Clarissa Jasso, News Reporter

A study co-conducted by UT researchers and professors revealed high levels of mercury pollution in the soil of ancient Maya grounds in the Mexico and Central America region. The study raised concerns for the safety of archeologists working in the area, while also providing information on the significance mercury may have had in ancient Mayan societies.

Sheryl Luzzadder-Beach, co-author of the study and a professor in the department of geography and environment, said the high levels of mercury pollution pose threats to archeologists working in the area. While the risk is low, it could potentially harm farmers who use the fertile Mayan soil and local residents of the area.

“Regular lab precautions definitely help us deal with these kinds of materials and to keep ourselves from breathing them,” Luzzadder-Beach said. “If people are in and around ancient buildings, looting, digging through them, they might not realize that they’re breathing toxic dust that could be mercury or cinnabar.”

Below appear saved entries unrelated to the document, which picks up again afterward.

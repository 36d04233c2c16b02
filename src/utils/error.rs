//! Error handling for pseudotex conversions
//!
//! This module provides a unified error type and result type for all
//! conversion operations, plus the non-fatal warnings collected along the way.

use std::fmt;

/// Conversion error type
#[derive(Debug, Clone, PartialEq)]
pub enum ConversionError {
    /// Input text could not be classified by any tokenizer rule
    LexicalError {
        message: String,
        line: usize,
        column: usize,
    },
    /// A token has no configured substitution in the active style table
    StyleMappingError {
        kind: String,
        symbol: String,
        line: Option<usize>,
    },
    /// The annotation block or offset directive is inconsistent or malformed
    AnnotationConfigError {
        message: String,
        line: Option<usize>,
    },
    /// The document name cannot be used as a marker namespace
    NamingError { name: String, message: String },
    /// IO error (for file operations)
    IoError { message: String },
}

impl fmt::Display for ConversionError {
    fn fmt(&self, f: &mut fmt::Formatter<'_>) -> fmt::Result {
        match self {
            ConversionError::LexicalError {
                message,
                line,
                column,
            } => write!(
                f,
                "Lexical error at line {}, column {}: {}",
                line, column, message
            ),
            ConversionError::StyleMappingError { kind, symbol, line } => {
                if let Some(l) = line {
                    write!(
                        f,
                        "Style mapping error at line {}: no substitution for {} '{}'",
                        l, kind, symbol
                    )
                } else {
                    write!(
                        f,
                        "Style mapping error: no substitution for {} '{}'",
                        kind, symbol
                    )
                }
            }
            ConversionError::AnnotationConfigError { message, line } => {
                if let Some(l) = line {
                    write!(f, "Annotation error at line {}: {}", l, message)
                } else {
                    write!(f, "Annotation error: {}", message)
                }
            }
            ConversionError::NamingError { name, message } => {
                write!(f, "Invalid document name '{}': {}", name, message)
            }
            ConversionError::IoError { message } => {
                write!(f, "IO error: {}", message)
            }
        }
    }
}

impl std::error::Error for ConversionError {}

impl From<std::io::Error> for ConversionError {
    fn from(err: std::io::Error) -> Self {
        ConversionError::IoError {
            message: err.to_string(),
        }
    }
}

/// Result type for conversion operations
pub type ConversionResult<T> = Result<T, ConversionError>;

/// Conversion warnings (non-fatal issues)
#[derive(Debug, Clone, PartialEq)]
pub struct ConversionWarning {
    pub message: String,
    pub line: Option<usize>,
    pub suggestion: Option<String>,
}

impl ConversionWarning {
    pub fn new(message: impl Into<String>) -> Self {
        Self {
            message: message.into(),
            line: None,
            suggestion: None,
        }
    }

    pub fn at_line(mut self, line: usize) -> Self {
        self.line = Some(line);
        self
    }

    pub fn with_suggestion(mut self, suggestion: impl Into<String>) -> Self {
        self.suggestion = Some(suggestion.into());
        self
    }
}

impl fmt::Display for ConversionWarning {
    fn fmt(&self, f: &mut fmt::Formatter<'_>) -> fmt::Result {
        if let Some(l) = self.line {
            write!(f, "Warning at line {}: {}", l, self.message)?;
        } else {
            write!(f, "Warning: {}", self.message)?;
        }
        if let Some(ref sug) = self.suggestion {
            write!(f, " ({})", sug)?;
        }
        Ok(())
    }
}

/// Conversion output with optional warnings
#[derive(Debug, Clone)]
pub struct ConversionOutput {
    /// The converted content
    pub content: String,
    /// Any warnings generated during conversion
    pub warnings: Vec<ConversionWarning>,
}

impl ConversionOutput {
    pub fn new(content: String) -> Self {
        Self {
            content,
            warnings: Vec::new(),
        }
    }

    pub fn with_warnings(content: String, warnings: Vec<ConversionWarning>) -> Self {
        Self { content, warnings }
    }

    pub fn has_warnings(&self) -> bool {
        !self.warnings.is_empty()
    }
}

// Convenience constructors for errors
impl ConversionError {
    pub fn lexical(message: impl Into<String>, line: usize, column: usize) -> Self {
        ConversionError::LexicalError {
            message: message.into(),
            line,
            column,
        }
    }

    pub fn unmapped(kind: impl Into<String>, symbol: impl Into<String>) -> Self {
        ConversionError::StyleMappingError {
            kind: kind.into(),
            symbol: symbol.into(),
            line: None,
        }
    }

    pub fn annotation(message: impl Into<String>) -> Self {
        ConversionError::AnnotationConfigError {
            message: message.into(),
            line: None,
        }
    }

    pub fn annotation_at(message: impl Into<String>, line: usize) -> Self {
        ConversionError::AnnotationConfigError {
            message: message.into(),
            line: Some(line),
        }
    }

    pub fn naming(name: impl Into<String>, message: impl Into<String>) -> Self {
        ConversionError::NamingError {
            name: name.into(),
            message: message.into(),
        }
    }

    /// Attach a source line to errors that carry an optional one.
    pub fn at_line(self, at: usize) -> Self {
        match self {
            ConversionError::StyleMappingError { kind, symbol, .. } => {
                ConversionError::StyleMappingError {
                    kind,
                    symbol,
                    line: Some(at),
                }
            }
            ConversionError::AnnotationConfigError { message, .. } => {
                ConversionError::AnnotationConfigError {
                    message,
                    line: Some(at),
                }
            }
            other => other,
        }
    }
}
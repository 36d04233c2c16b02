//! pseudotex - pseudocode to LaTeX
//!
//! Converts a small pseudocode notation into either a `minted` block
//! (verbatim output, styled through escape characters) or an `align*`
//! block (math output, every symbol replaced by a math macro). Documents
//! may end with an annotation block describing curly braces next to line
//! ranges; these are drawn inline or as a TikZ overlay.
//!
//! # Example
//!
//! ```
//! use pseudotex::{pseudocode_to_latex, RenderOptions};
//!
//! let latex = pseudocode_to_latex("x <- 1", "demo", &RenderOptions::math()).unwrap();
//! assert!(latex.contains(r"x \leftarrow 1"));
//! ```

pub mod core;
pub mod utils;
pub mod wasm;

pub use crate::core::annotate::{
    extract_metadata, splice_annotations, AnnotationEntry, Metadata, OffsetTable,
};
pub use crate::core::lexer::{tokenize, tokenize_strict, Lexer, Token, TokenKind};
pub use crate::core::options::{BraceStyle, OutputMode, RenderOptions};
pub use crate::core::render::{render_tokens, RenderedDocument, RenderedLine};
pub use crate::core::style::{Markup, StyleTable, SymbolTable};
pub use crate::utils::error::{
    ConversionError, ConversionOutput, ConversionResult, ConversionWarning,
};
pub use crate::utils::naming::{sanitize_name, NameRegistry};

/// Convert a pseudocode document to LaTeX.
///
/// `name` namespaces the TikZ markers of a brace diagram; it is only
/// checked when a diagram is emitted.
pub fn pseudocode_to_latex(
    source: &str,
    name: &str,
    options: &RenderOptions,
) -> ConversionResult<String> {
    pseudocode_to_latex_with_report(source, name, options).map(|out| out.content)
}

/// Convert a pseudocode document, keeping the non-fatal warnings.
pub fn pseudocode_to_latex_with_report(
    source: &str,
    name: &str,
    options: &RenderOptions,
) -> ConversionResult<ConversionOutput> {
    let table = StyleTable::for_options(options);
    pseudocode_to_latex_with_table(source, name, options, &table)
}

/// Convert with a caller-supplied style table. The table decides the
/// output mode.
pub fn pseudocode_to_latex_with_table(
    source: &str,
    name: &str,
    options: &RenderOptions,
    table: &StyleTable,
) -> ConversionResult<ConversionOutput> {
    let metadata = extract_metadata(source)?;
    let lexed = Lexer::new(&metadata.body)
        .strict(options.strict_lexing)
        .tokenize()?;

    let mut warnings = lexed.warnings;
    let mut doc = render_tokens(&lexed.tokens, table, options.tab_size)?;
    warnings.extend(splice_annotations(&mut doc, &metadata, name, options)?);

    Ok(ConversionOutput::with_warnings(doc.to_latex(), warnings))
}
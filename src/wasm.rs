//! WASM bindings for pseudotex
//!
//! This module provides JavaScript-accessible functions for pseudocode conversion.

#[cfg(feature = "wasm")]
use wasm_bindgen::prelude::*;

#[cfg(feature = "wasm")]
use serde::{Deserialize, Serialize};

#[cfg(feature = "wasm")]
use crate::{BraceStyle, OutputMode, RenderOptions};

/// Conversion options (exposed to WASM)
#[cfg(feature = "wasm")]
#[derive(Serialize, Deserialize, Default)]
pub struct ConvertOptions {
    /// `"math"` (default) or `"verbatim"`
    #[serde(default)]
    pub mode: Option<String>,
    /// `"inline"` or `"diagram"`; defaults to the mode's own style
    #[serde(default)]
    pub braces: Option<String>,
    /// Escape character for verbatim output
    #[serde(default)]
    pub escape_char: Option<String>,
    #[serde(default)]
    pub tab_size: Option<usize>,
    /// Fail on unclassified input instead of passing it through
    #[serde(default)]
    pub strict: bool,
}

#[cfg(feature = "wasm")]
impl ConvertOptions {
    fn to_render_options(&self) -> Result<RenderOptions, String> {
        let mut options = RenderOptions::default();
        if let Some(ref mode) = self.mode {
            options.mode = mode.parse::<OutputMode>()?;
        }
        if let Some(ref braces) = self.braces {
            options.braces = Some(braces.parse::<BraceStyle>()?);
        }
        if let Some(c) = self.escape_char.as_deref().and_then(|s| s.chars().next()) {
            options.escape_char = c;
        }
        if let Some(tab_size) = self.tab_size {
            options.tab_size = tab_size;
        }
        options.strict_lexing = self.strict;
        Ok(options)
    }
}

/// Safely serialize a value to JsValue, returning an error object on failure.
#[cfg(feature = "wasm")]
fn to_js_value<T: Serialize>(value: &T) -> JsValue {
    serde_wasm_bindgen::to_value(value).unwrap_or_else(|e| {
        let error_obj = ConvertResult::failure(format!("Serialization error: {}", e));
        serde_wasm_bindgen::to_value(&error_obj).unwrap_or(JsValue::NULL)
    })
}

/// Conversion result with additional metadata
#[cfg(feature = "wasm")]
#[derive(Serialize, Deserialize)]
pub struct ConvertResult {
    /// The converted output
    pub output: String,
    /// Whether the conversion was successful
    pub success: bool,
    /// Error message if conversion failed
    pub error: Option<String>,
    /// Warnings during conversion
    pub warnings: Vec<String>,
}

#[cfg(feature = "wasm")]
impl ConvertResult {
    fn failure(error: String) -> Self {
        ConvertResult {
            output: String::new(),
            success: false,
            error: Some(error),
            warnings: vec![],
        }
    }
}

/// Initialize panic hook for better error messages in browser console
#[cfg(feature = "wasm")]
#[wasm_bindgen(start)]
pub fn init() {
    console_error_panic_hook::set_once();
}

/// Convert pseudocode to LaTeX
///
/// # Arguments
/// * `input` - Pseudocode source, optionally ending in an annotation block
/// * `name` - Document name used to namespace diagram markers
/// * `options` - A `ConvertOptions` object; missing fields take defaults
#[cfg(feature = "wasm")]
#[wasm_bindgen(js_name = "convert")]
pub fn convert_wasm(input: &str, name: &str, options: JsValue) -> JsValue {
    let opts: ConvertOptions = serde_wasm_bindgen::from_value(options).unwrap_or_default();

    let result = match opts.to_render_options() {
        Ok(render_options) => {
            match crate::pseudocode_to_latex_with_report(input, name, &render_options) {
                Ok(out) => ConvertResult {
                    warnings: out.warnings.iter().map(|w| w.to_string()).collect(),
                    output: out.content,
                    success: true,
                    error: None,
                },
                Err(e) => ConvertResult::failure(e.to_string()),
            }
        }
        Err(e) => ConvertResult::failure(e),
    };

    to_js_value(&result)
}

/// Token stream of `input` as an array of `{offset, kind, text}` objects
#[cfg(feature = "wasm")]
#[wasm_bindgen(js_name = "tokenize")]
pub fn tokenize_wasm(input: &str) -> JsValue {
    match crate::tokenize(input) {
        Ok(tokens) => serde_wasm_bindgen::to_value(&tokens).unwrap_or(JsValue::NULL),
        Err(_) => JsValue::NULL,
    }
}

/// Get version information
#[cfg(feature = "wasm")]
#[wasm_bindgen(js_name = "getVersion")]
pub fn get_version() -> String {
    env!("CARGO_PKG_VERSION").to_string()
}
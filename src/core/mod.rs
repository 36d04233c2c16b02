//! Core conversion pipeline
//!
//! - `lexer`: pseudocode -> token stream
//! - `style`: token kind -> LaTeX markup tables
//! - `render`: token stream -> rendered lines inside an environment
//! - `annotate`: annotation metadata and brace splicing

pub mod annotate;
pub mod lexer;
pub mod options;
pub mod render;
pub mod style;
// Domain Layer - per-connection values, never shared across connections

pub mod outcome;
pub mod request;

// Re-exports
pub use outcome::{ExecutionOutcome, Termination};
pub use request::Request;
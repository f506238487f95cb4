//! Pid file, removed when dropped

use std::io;
use std::path::{Path, PathBuf};
use tracing::warn;

#[derive(Debug)]
pub struct PidFile {
    path: PathBuf,
}

impl PidFile {
    /// Write the current process id to `path`, replacing any previous content
    pub fn create(path: impl Into<PathBuf>) -> io::Result<Self> {
        let path = path.into();
        std::fs::write(&path, std::process::id().to_string())?;
        Ok(Self { path })
    }

    pub fn path(&self) -> &Path {
        &self.path
    }
}

impl Drop for PidFile {
    fn drop(&mut self) {
        match std::fs::remove_file(&self.path) {
            Ok(()) => {}
            Err(e) if e.kind() == io::ErrorKind::NotFound => {}
            Err(e) => warn!(path = %self.path.display(), error = %e, "Failed to remove pid file"),
        }
    }
}

#[cfg(test)]
mod tests {
    use super::*;

    fn temp_pid_path(tag: &str) -> PathBuf {
        std::env::temp_dir().join(format!("sockproc-{}-{}.pid", tag, std::process::id()))
    }

    #[test]
    fn test_writes_own_pid() {
        let path = temp_pid_path("write");
        let pidfile = PidFile::create(&path).unwrap();

        let content = std::fs::read_to_string(pidfile.path()).unwrap();
        assert_eq!(content, std::process::id().to_string());
    }

    #[test]
    fn test_removed_on_drop() {
        let path = temp_pid_path("drop");
        let pidfile = PidFile::create(&path).unwrap();
        assert!(path.exists());

        drop(pidfile);

        assert!(!path.exists());
    }

    #[test]
    fn test_already_removed_is_fine() {
        let path = temp_pid_path("gone");
        let pidfile = PidFile::create(&path).unwrap();
        std::fs::remove_file(&path).unwrap();

        drop(pidfile);

        assert!(!path.exists());
    }

    #[test]
    fn test_unwritable_location_is_an_error() {
        let path = std::env::temp_dir()
            .join("sockproc-no-such-dir")
            .join("daemon.pid");

        assert!(PidFile::create(path).is_err());
    }
}
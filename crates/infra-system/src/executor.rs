// Shell executor - one execution session per request
// reason: tokio for concurrent pipe I/O, nix to signal the command's process group
use async_trait::async_trait;
use nix::errno::Errno;
use nix::sys::signal::{killpg, Signal};
use nix::unistd::Pid;
use std::io;
use std::time::{Duration, Instant};
use tokio::io::AsyncWriteExt;
use tokio::process::{Child, ChildStdin};
use tokio::time::{sleep, timeout, timeout_at};
use tracing::{debug, info, warn};

use sockproc_core::constants::{
    GRACEFUL_KILL_TIMEOUT, GROUP_EXIT_POLL_INTERVAL, INPUT_CHUNK_SIZE,
};
use sockproc_core::domain::{ExecutionOutcome, Request, Termination};
use sockproc_core::port::{CommandExecutor, ExecutionError};
use sockproc_core::OutputBuffer;

use crate::launcher::{LaunchError, ShellLauncher, SpawnedChild};

/// Runs each request as a shell subprocess and collects its output
///
/// stdin feeding, stdout draining, stderr draining and the child wait all make
/// progress concurrently, so a command may fill either pipe (or block on
/// stdin) without stalling the others.
///
/// Timeouts and abandoned sessions are enforced on the shell's whole process
/// group, so grandchildren and background jobs go down with it.
pub struct ShellExecutor {
    launcher: ShellLauncher,
    timeout: Option<Duration>,
    kill_grace: Duration,
}

impl ShellExecutor {
    /// Create an executor without a timeout
    ///
    /// # Example
    /// ```ignore
    /// let executor = ShellExecutor::new(ShellLauncher::default())
    ///     .with_timeout(Some(Duration::from_secs(60)));
    /// ```
    pub fn new(launcher: ShellLauncher) -> Self {
        Self {
            launcher,
            timeout: None,
            kill_grace: GRACEFUL_KILL_TIMEOUT,
        }
    }

    /// Bound the whole session; `None` waits for the child indefinitely
    pub fn with_timeout(mut self, timeout: Option<Duration>) -> Self {
        self.timeout = timeout;
        self
    }

    /// Time between SIGTERM and SIGKILL, also used to bound the final drain
    pub fn with_kill_grace(mut self, kill_grace: Duration) -> Self {
        self.kill_grace = kill_grace;
        self
    }

    /// Outcome for a shell that failed to exec after the fork
    fn exec_failure(&self, err: &LaunchError, code: i32) -> ExecutionOutcome {
        let message = format!("sockproc: {}\n", err);
        ExecutionOutcome::new(
            Termination::Exited(code),
            OutputBuffer::new(),
            OutputBuffer::from(message.as_bytes()),
        )
    }

    /// Feed input, drain both pipes and reap the child
    async fn run_session(
        &self,
        spawned: SpawnedChild,
        input: &[u8],
    ) -> Result<(Termination, OutputBuffer, OutputBuffer), ExecutionError> {
        let pgid = spawned.pgid();
        let SpawnedChild {
            mut child,
            stdin,
            mut stdout,
            mut stderr,
            ..
        } = spawned;
        let mut group = GroupGuard::new(pgid);
        let mut out = OutputBuffer::new();
        let mut err = OutputBuffer::new();

        let session = async {
            let (_, _, _, status) = tokio::try_join!(
                feed_input(stdin, input),
                out.fill_from(&mut stdout),
                err.fill_from(&mut stderr),
                child.wait(),
            )?;
            Ok::<_, io::Error>(Termination::from_exit_status(status))
        };

        let termination = match self.timeout {
            None => session.await?,
            Some(limit) => match timeout(limit, session).await {
                Ok(result) => result?,
                Err(_) => {
                    // The shell may be gone already while a background job holds the pipes
                    let exited = child.try_wait()?;
                    warn!(
                        pgid = %pgid,
                        timeout_ms = limit.as_millis() as u64,
                        shell_exited = exited.is_some(),
                        "Command exceeded timeout, terminating process group"
                    );
                    self.kill_group(&mut child, pgid).await?;

                    // Whatever is still buffered in the pipes
                    let remaining = timeout(self.kill_grace, async {
                        tokio::try_join!(out.fill_from(&mut stdout), err.fill_from(&mut stderr))
                    })
                    .await;
                    if remaining.is_err() {
                        warn!("Output pipes still open after kill, returning partial output");
                    }

                    match exited {
                        Some(status) => Termination::from_exit_status(status),
                        None => Termination::TimedOut,
                    }
                }
            },
        };

        group.disarm();
        Ok((termination, out, err))
    }

    /// SIGTERM the whole process group, then SIGKILL whatever outlives the grace period
    async fn kill_group(&self, child: &mut Child, pgid: Pid) -> io::Result<()> {
        let deadline = tokio::time::Instant::now() + self.kill_grace;

        info!(pgid = %pgid, "Sending SIGTERM to process group");
        signal_group(pgid, Signal::SIGTERM);

        // Reap the shell first; after that only its descendants keep the group alive
        if timeout_at(deadline, child.wait()).await.is_ok() {
            while group_alive(pgid) && tokio::time::Instant::now() < deadline {
                sleep(GROUP_EXIT_POLL_INTERVAL).await;
            }
        }

        if group_alive(pgid) {
            warn!(pgid = %pgid, "Process group survived SIGTERM, sending SIGKILL");
            signal_group(pgid, Signal::SIGKILL);
        } else {
            info!(pgid = %pgid, "Process group exited after SIGTERM");
        }

        // Cached status if the shell was already reaped
        child.wait().await?;
        Ok(())
    }
}

/// SIGKILLs the command's process group unless the session finished
///
/// Fires when the session future is dropped (connection task aborted) or
/// bails out on an I/O error. `kill_on_drop` only reaches the shell itself.
struct GroupGuard {
    pgid: Pid,
    armed: bool,
}

impl GroupGuard {
    fn new(pgid: Pid) -> Self {
        Self { pgid, armed: true }
    }

    fn disarm(&mut self) {
        self.armed = false;
    }
}

impl Drop for GroupGuard {
    fn drop(&mut self) {
        if self.armed {
            debug!(pgid = %self.pgid, "Session abandoned, killing process group");
            signal_group(self.pgid, Signal::SIGKILL);
        }
    }
}

/// Signal every member of the group; an empty group is not an error
fn signal_group(pgid: Pid, signal: Signal) {
    match killpg(pgid, signal) {
        Ok(()) | Err(Errno::ESRCH) => {}
        Err(e) => warn!(pgid = %pgid, signal = ?signal, error = %e, "Failed to signal process group"),
    }
}

fn group_alive(pgid: Pid) -> bool {
    killpg(pgid, None).is_ok()
}

/// Write the request payload to the child's stdin, then close it
async fn feed_input(mut stdin: ChildStdin, input: &[u8]) -> io::Result<()> {
    for chunk in input.chunks(INPUT_CHUNK_SIZE) {
        match stdin.write_all(chunk).await {
            Ok(()) => {}
            // Child stopped reading (or exited); the rest of the input is discarded
            Err(e) if e.kind() == io::ErrorKind::BrokenPipe => {
                debug!(input_len = input.len(), "Child closed stdin early");
                return Ok(());
            }
            Err(e) => return Err(e),
        }
    }

    // EOF for the child
    drop(stdin);
    Ok(())
}

#[async_trait]
impl CommandExecutor for ShellExecutor {
    async fn execute(&self, request: Request) -> Result<ExecutionOutcome, ExecutionError> {
        let start = Instant::now();
        let command = request.command_lossy();

        info!(
            command = %command,
            input_len = request.input_len(),
            timeout_ms = ?self.timeout.map(|t| t.as_millis() as u64),
            "Starting command execution"
        );

        let spawned = match self.launcher.spawn(&request.command) {
            Ok(spawned) => spawned,
            Err(e) => match e.exit_code() {
                Some(code) => {
                    warn!(command = %command, error = %e, status = code, "Shell could not be executed");
                    return Ok(self.exec_failure(&e, code));
                }
                None => return Err(ExecutionError::SpawnFailed(e.to_string())),
            },
        };
        let pid = spawned.pid;

        let input = request.input.as_deref().unwrap_or_default();
        let (termination, stdout, stderr) = self.run_session(spawned, input).await?;

        let duration_ms = start.elapsed().as_millis() as u64;

        info!(
            command = %command,
            pid = pid,
            duration_ms = %duration_ms,
            status = %termination,
            stdout_len = stdout.len(),
            stderr_len = stderr.len(),
            "Command execution completed"
        );

        Ok(ExecutionOutcome::new(termination, stdout, stderr).with_duration_ms(duration_ms))
    }
}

While there were “little peaks” of mercury in the study’s chemical analysis during initial stages of research, they discovered “higher than expected levels of mercury” in particular Mayan sites back in the 1990s, said Tim Beach, the study’s co-author and a geography and environment professor. 

“The underlying rocks are simple — they’re calcium and carbon, for the most part, meaning that any other kinds of elements that come from (other) places are suspect,” Beach said. “When we see things like mercury, which is a relatively rare element, they are out of place. In other words, they must have been mined and carried to (these) places.”

Exactly where the Mayans were mining and getting this mercury from is still up for speculation, but researchers have identified signs of human activity involving mercury and how it may have been significant to the culture of these Mayan civilizations, Beach said. 

“We do this to look at the array of chemical fingerprints left behind by things like artwork, cooking or just everyday traveling back and forth across a soil floor,” Luzzadder-Beach said. “So, mercury is one of the many different elements that make up those fingerprints of human activity.” 

Beach said the Mayans used cinnabar  — the ore of mercury — and other sources containing high levels of mercury, for its red pigmentation in ritualistic practices. 

“The Maya loved to paint buildings red, not necessarily from cinnabar, but from other sources too,” Beach said. “Red was a very important color scheme, so it had a strong ritual meaning.”  

Luzzadder-Beach said she and Beach are a part of a Universitywide project called Planet Texas 2050. By studying mercury pollution in the soil of ancient Maya grounds, it can help them to understand if the same problems occur in Texas soil. 

“Work that we do in faraway places like Central America, we’re always looking for analogues for things that will help us understand our own environment here in Texas and help us think about how modern cities, modern communities and modern farmlands deal with some very ancient problems,” Luzzadder-Beach said.